The beauty of the "Best of" series, I believe, is the way it highlights the fact that we are all individuals in our reading preferences. Like our genetic makeup, no top 10 list is the same. It gives me a wonderful peek inside the minds and lives of my friends and family - I am learning things I never knew about them. And adding more books to my TBR list!
I feel I need to emphasize this as I introduce Kevin. Kevin is my husband's cousin. He is the musical director at his church, at one point was the editor-in-chief of the Macedonian newspaper in his home town, he speaks over a dozen languages, he loves to cook, he has seen more movies than anyone else I know (except maybe my sister), he travels to places I never knew existed, he is a published author of a book as well as magazine articles and brochures, and is deeply immersed in his Polish and Macedonian heritage. He is also the reason my husband immigrated here from communist Poland. He is one of the most interesting people you will ever meet.
With that said, I KNEW, when I asked for his top 10 books, that I would get more than I ever imagined or bargained for. He not only has provided his favorite books, but has written a paragraph for each, detailing a little about each book and how they have affected his life. Because I want to be sure that each entry gets its due, I have split The Kevin Chronicles into three parts. So without further ado, let us take a look at Kevin's first three favorite reads:
1. The Travels of Marco Polo
There was a 1914 edition in our elementary school library. I latched onto it at the beginning of fourth grade in 1959 and, since no one else was interested, I was allowed to keep it for the whole school year. That September, my eyes popped wide open on the first page and they have never slammed shut. I became Marco Polo. His great travel saga planted the seed that grew into that most delectable of fruits—travel to a new place, where I know no one and do not speak the language. Marco Polo’s account turned me into a sponge, soaking up the colors, rhythms, melodies, flavors, textures, languages and thought-ways of those around me.
2. The Trumpeter of Cracow, J. P. Kelly (1928)

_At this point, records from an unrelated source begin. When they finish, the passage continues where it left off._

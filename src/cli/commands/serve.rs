//! `partmaster serve` command - KiCad HTTP library server

use console::style;
use miette::{IntoDiagnostic, Result};
use tracing::{info, warn};

use crate::cli::helpers::load_config;
use crate::cli::GlobalOpts;
use crate::kicad::{Api, CatalogProjection, LibraryServer};

#[derive(clap::Args, Debug)]
pub struct ServeArgs {
    /// Port to listen on (default: from config, else 8080)
    #[arg(long, short = 'p', env = "PARTMASTER_PORT")]
    pub port: Option<u16>,

    /// Address to bind (default: from config, else 0.0.0.0)
    #[arg(long, env = "PARTMASTER_BIND")]
    pub bind: Option<String>,

    /// Token required in `Authorization: Token <token>`; empty disables auth
    #[arg(long, env = "PARTMASTER_TOKEN", hide_env_values = true)]
    pub token: Option<String>,
}

pub fn run(args: ServeArgs, global: &GlobalOpts) -> Result<()> {
    let mut config = load_config(global);
    if args.port.is_some() {
        config.port = args.port;
    }
    if args.bind.is_some() {
        config.bind = args.bind;
    }
    if args.token.is_some() {
        config.token = args.token;
    }

    let dir = config.partmaster_dir();
    if !dir.is_dir() {
        return Err(miette::miette!(
            "Partmaster directory '{}' does not exist",
            dir.display()
        ));
    }

    let projection = CatalogProjection::open(&dir);
    info!(
        dir = %dir.display(),
        stores = projection.catalog().stores().len(),
        sources = projection.catalog().sources().len(),
        "catalog loaded"
    );

    let token = config.token();
    if token.is_none() {
        warn!("no token configured, the API is open to anyone who can reach it");
    }

    let server = LibraryServer::bind(&config.bind(), config.port()).into_diagnostic()?;
    if !global.quiet {
        if let Some(addr) = server.local_addr() {
            eprintln!(
                "{} Serving {} on {}",
                style("✓").green(),
                style(dir.display()).cyan(),
                style(format!("http://{}/v1/", addr)).yellow()
            );
        }
    }

    server.run(Api::new(projection, token));
    Ok(())
}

In 1958, at the beginning of third grade, I came upon this in our local public library branch. Written for young people, Kelly’s story embellishes on Polish tradition and ties the daily bugle call (the hejnal) from the spire of St. Mary’s Church in Cracow (Kraków), Poland to the Tatar invasion of 1241. The last, broken-off blast recalls the Tatar arrow that pierced the trumpeter’s heart as he bravely played on. The drama and romance of the legend sold me forever on the drama and romance of my Polish heritage. Polish family, history, music, literature and travel in socialist and post-socialist Poland have been passions ever since. Few things delight me as much as beautifully spoken and beautifully written Polish (piękna polszczyzna). This is tied to the next entry.

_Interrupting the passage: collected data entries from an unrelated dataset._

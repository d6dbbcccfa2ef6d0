//! Diagnostic trace of one decoding invocation.
//!
//! A trace is a read-only projection of the formatted prompt and the
//! `SelectionResult`. It renders as the human-readable debug section and
//! exports as JSON.

use std::fmt;

use serde::Serialize;

use super::candidate_types::{Candidate, SelectionResult};

/// Notice rendered in place of a winner when every candidate failed.
pub const TOTAL_FAILURE_NOTICE: &str = "No candidate succeeded; no response was selected.";

#[derive(Debug, Clone, PartialEq, Serialize)]
pub struct TraceEntry {
    pub index: usize,
    pub seed: u64,
    pub content: Option<String>,
    pub error: Option<String>,
    pub confidence: Option<f64>,
}

#[derive(Debug, Clone, PartialEq, Serialize)]
pub struct TraceWinner {
    pub index: usize,
    pub content: String,
    pub confidence: f64,
}

#[derive(Debug, Clone, PartialEq, Serialize)]
pub struct Trace {
    pub prompt: String,
    pub candidates: Vec<TraceEntry>,
    /// `None` on total failure.
    pub winner: Option<TraceWinner>,
}

impl Trace {
    pub fn assemble(prompt: &str, selection: &SelectionResult) -> Self {
        let winner = selection.winner().and_then(|c| {
            Some(TraceWinner {
                index: c.index,
                content: c.content()?.to_string(),
                confidence: c.confidence()?,
            })
        });
        Self {
            prompt: prompt.to_string(),
            candidates: selection.candidates().iter().map(entry_for).collect(),
            winner,
        }
    }

    pub fn to_json(&self) -> Result<String, serde_json::Error> {
        serde_json::to_string_pretty(self)
    }
}

fn entry_for(candidate: &Candidate) -> TraceEntry {
    TraceEntry {
        index: candidate.index,
        seed: candidate.seed,
        content: candidate.content().map(str::to_string),
        error: candidate.error().map(|e| e.to_string()),
        confidence: candidate.confidence(),
    }
}

struct Score(Option<f64>);

impl fmt::Display for Score {
    fn fmt(&self, f: &mut fmt::Formatter<'_>) -> fmt::Result {
        match self.0 {
            Some(v) => write!(f, "{}", v),
            None => write!(f, "n/a"),
        }
    }
}

impl fmt::Display for Trace {
    fn fmt(&self, f: &mut fmt::Formatter<'_>) -> fmt::Result {
        writeln!(f, "--- Debug Info ---")?;
        writeln!(f, "Formatted Prompt:")?;
        writeln!(f, "{}", self.prompt)?;
        writeln!(f)?;
        for entry in &self.candidates {
            writeln!(f, "Response {} (seed {}):", entry.index + 1, entry.seed)?;
            match (&entry.content, &entry.error) {
                (_, Some(error)) => writeln!(f, "Error: {}", error)?,
                (Some(content), None) => writeln!(f, "Content: {}", content)?,
                (None, None) => writeln!(f, "Content: ")?,
            }
            writeln!(f, "Confidence: {}", Score(entry.confidence))?;
            writeln!(f)?;
        }
        match &self.winner {
            Some(w) => {
                writeln!(f, "Selected Response {}:", w.index + 1)?;
                writeln!(f, "Content: {}", w.content)?;
                write!(f, "Confidence: {}", w.confidence)
            }
            None => write!(f, "{}", TOTAL_FAILURE_NOTICE),
        }
    }
}

#[cfg(test)]
#[path = "trace_tests.rs"]
mod tests;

3. My Mother’s Polish-language Elementary School Bible History Text Book
First the wood-cut illustrations drew me in—Adam and Eve in Eden, the Crossing of the Red Sea, David and Goliath. I had seen this book around the house all my life, and loved looking at the pictures, but in 1959, with my mother’s help, I began sounding out the text. Mind you, I understood no Polish, but I loved the way it looked (particularly the l’s with lines through them and the e’s and a’s with the little hooks under them), and I loved even more the way it sounded. My mother would read a sentence and I would repeat it. Eventually, I could sound my way through any Polish text, taking sensual joy in the movements of my tongue, my lips and my jaw, and the sounds I heard coming out of my mouth. I was eating language. When I finally began to speak Polish in 1970, during my first trip to Poland, all those early sensations filled me up again and I began to digest what I had been devouring for so long.